UAMS Chancellor Dan Rahn (second from right) leads a video conference discussion about the effects of possible Medicaid changes and federal budget cuts. 

Dec. 12, 2012 | The state’s only academic health sciences center could lose more than $35 million in funding reductions that would affect its patient care services, research and educating tomorrow’s medical professionals, its chancellor said recently.

But those cuts could be offset by new revenue from privately insured individuals and Medicaid if it is expanded under the federal Affordable Care Act.

Dan Rahn, M.D., chancellor of the University of Arkansas for Medical Sciences (UAMS), spoke of the funding challenges and opportunities in the coming years in a Dec. 11 video conference with16 UAMS sites across the state.

“There is an enormous amount of uncertainty in all of these arenas. Right now it is extremely difficult for us to plan,” Rahn said.

The impending cuts would be brought about by issues at the state and federal level, he said. Should the U.S. Congress not produce a required deficit reduction bill by January, it would trigger across-the-board automatic spending cuts, called sequestration cuts, which would reduce federal funding to UAMS for research and patient care by $12.2 million.

“If a budget compromise is reached, it might be better or it might be worse. We just don’t know,” Rah said. “So whatever happens, we are dealing with a very real possibility of reduction for our current scope of services beginning Jan 1, 2013.”

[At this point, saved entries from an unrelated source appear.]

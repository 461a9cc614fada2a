//! Version guard and claim tickets.
//!
//! Every pooled context slot carries a [`VersionGuard`]. Each time the slot is
//! claimed for a new unit of work (by its owner, or by `Request::task`) the
//! guard mints a fresh version and hands it out inside a [`ClaimTicket`].
//! Cleanup and recycle actions redeem a ticket, and only act if the ticket's
//! version is still the current one.
//!
//! The guard is a single `AtomicU64`: the low 63 bits are the version, the top
//! bit marks the slot as unclaimed. Recycling sets the bit instead of zeroing
//! the counter, so version numbers never repeat for the life of a slot and a
//! ticket from a previous lifetime can never match again.

use std::fmt;
use std::sync::atomic::{AtomicU64, Ordering};
use std::sync::Arc;

use super::slot::Slot;

const UNCLAIMED: u64 = 1 << 63;
const VERSION_MASK: u64 = !UNCLAIMED;

/// Monotonic version counter with compare-and-reset semantics.
pub struct VersionGuard {
    state: AtomicU64,
}

impl VersionGuard {
    /// A fresh guard at version 0, unclaimed.
    #[must_use]
    pub const fn new() -> Self {
        Self {
            state: AtomicU64::new(UNCLAIMED),
        }
    }

    /// Mints the next version and marks the guard claimed.
    ///
    /// Any ticket holding an older version is superseded from this point on.
    pub fn increment(&self) -> u64 {
        let bump = |state: u64| Some(((state & VERSION_MASK) + 1) & VERSION_MASK);
        let prev = match self.state.fetch_update(Ordering::AcqRel, Ordering::Acquire, bump) {
            Ok(prev) | Err(prev) => prev,
        };
        ((prev & VERSION_MASK) + 1) & VERSION_MASK
    }

    /// Current version number, whether claimed or not.
    #[must_use]
    pub fn load(&self) -> u64 {
        self.state.load(Ordering::Acquire) & VERSION_MASK
    }

    #[must_use]
    pub fn is_unclaimed(&self) -> bool {
        self.state.load(Ordering::Acquire) & UNCLAIMED != 0
    }

    /// `true` if the guard is claimed and its version equals `version`.
    #[must_use]
    pub fn is_current(&self, version: u64) -> bool {
        self.state.load(Ordering::Acquire) == version
    }

    /// Atomically marks the guard unclaimed iff it is claimed at `expected`.
    ///
    /// Exactly one of any number of concurrent callers passing the same
    /// `expected` can succeed.
    pub fn compare_and_reset_to_unclaimed(&self, expected: u64) -> bool {
        if expected & UNCLAIMED != 0 {
            return false;
        }
        self.state
            .compare_exchange(
                expected,
                expected | UNCLAIMED,
                Ordering::AcqRel,
                Ordering::Acquire,
            )
            .is_ok()
    }
}

impl Default for VersionGuard {
    fn default() -> Self {
        Self::new()
    }
}

impl fmt::Debug for VersionGuard {
    fn fmt(&self, f: &mut fmt::Formatter<'_>) -> fmt::Result {
        f.debug_struct("VersionGuard")
            .field("version", &self.load())
            .field("unclaimed", &self.is_unclaimed())
            .finish()
    }
}

// ---------------------------------------------------------------------------
// ClaimTicket
// ---------------------------------------------------------------------------

/// Proof of a claim on a context slot at one specific version.
///
/// Tickets are not `Clone`: redeeming one (`ContextPool::release`,
/// `Request::finish`) consumes it, so a ticket can act at most once. A ticket
/// whose version has been superseded redeems as a no-op.
#[must_use = "a claim ticket is redeemed with `Request::finish` or `ContextPool::release`"]
pub struct ClaimTicket {
    slot: Arc<Slot>,
    version: u64,
}

impl ClaimTicket {
    /// Claims `slot` at a freshly minted version.
    pub(crate) fn mint(slot: &Arc<Slot>) -> Self {
        let version = slot.version.increment();
        Self {
            slot: Arc::clone(slot),
            version,
        }
    }

    /// The version this ticket was minted at.
    #[must_use]
    pub fn version(&self) -> u64 {
        self.version
    }

    /// `true` while no newer claim and no recycle has happened.
    #[must_use]
    pub fn is_current(&self) -> bool {
        self.slot.version.is_current(self.version)
    }

    pub(crate) fn slot(&self) -> &Arc<Slot> {
        &self.slot
    }

    pub(crate) fn into_parts(self) -> (Arc<Slot>, u64) {
        (self.slot, self.version)
    }

    /// Builds a ticket for an arbitrary version, bypassing the guard.
    #[cfg(test)]
    pub(crate) fn forge(slot: &Arc<Slot>, version: u64) -> Self {
        Self {
            slot: Arc::clone(slot),
            version,
        }
    }
}

impl fmt::Debug for ClaimTicket {
    fn fmt(&self, f: &mut fmt::Formatter<'_>) -> fmt::Result {
        f.debug_struct("ClaimTicket")
            .field("version", &self.version)
            .field("current", &self.is_current())
            .finish()
    }
}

Another $22 million in cuts would result from implementation of the Affordable Care Act. Since the act assumes there won’t be any uninsured people in the future, UAMS would lose funds it receives now for providing a disproportionate share of care to the uninsured.

There is also the prospect of several million dollars in funding cuts for graduate medical education, Rahn said.

On the state level, when the Legislature meets beginning in January, it will decide whether to expand Medicaid as allowed under the Affordable Care Act and how to implement the insurance exchange under which individuals could buy health insurance.

Medicaid expansion alone could provide UAMS $42 million in new revenue, Rahn said. And if the insurance exchange is fully implemented, there would be new revenue from privately insured individuals.

But no one knows how many people will opt to buy private insurance or how many will decide to pay the penalty in lieu of that.

Rahn urged his listeners to become informed on the issues and participate in discussions as the issues continue to unfold in Congress and in the Arkansas General Assembly.

He said that as a physician, he knows that there is a personal and societal cost to people being uninsured, “so I believe getting coverage is important.”

Despite the financial pressures, he said he wants UAMS to increase its value to the public and continue to grow its mission of working for better health and health care for Arkansas and beyond.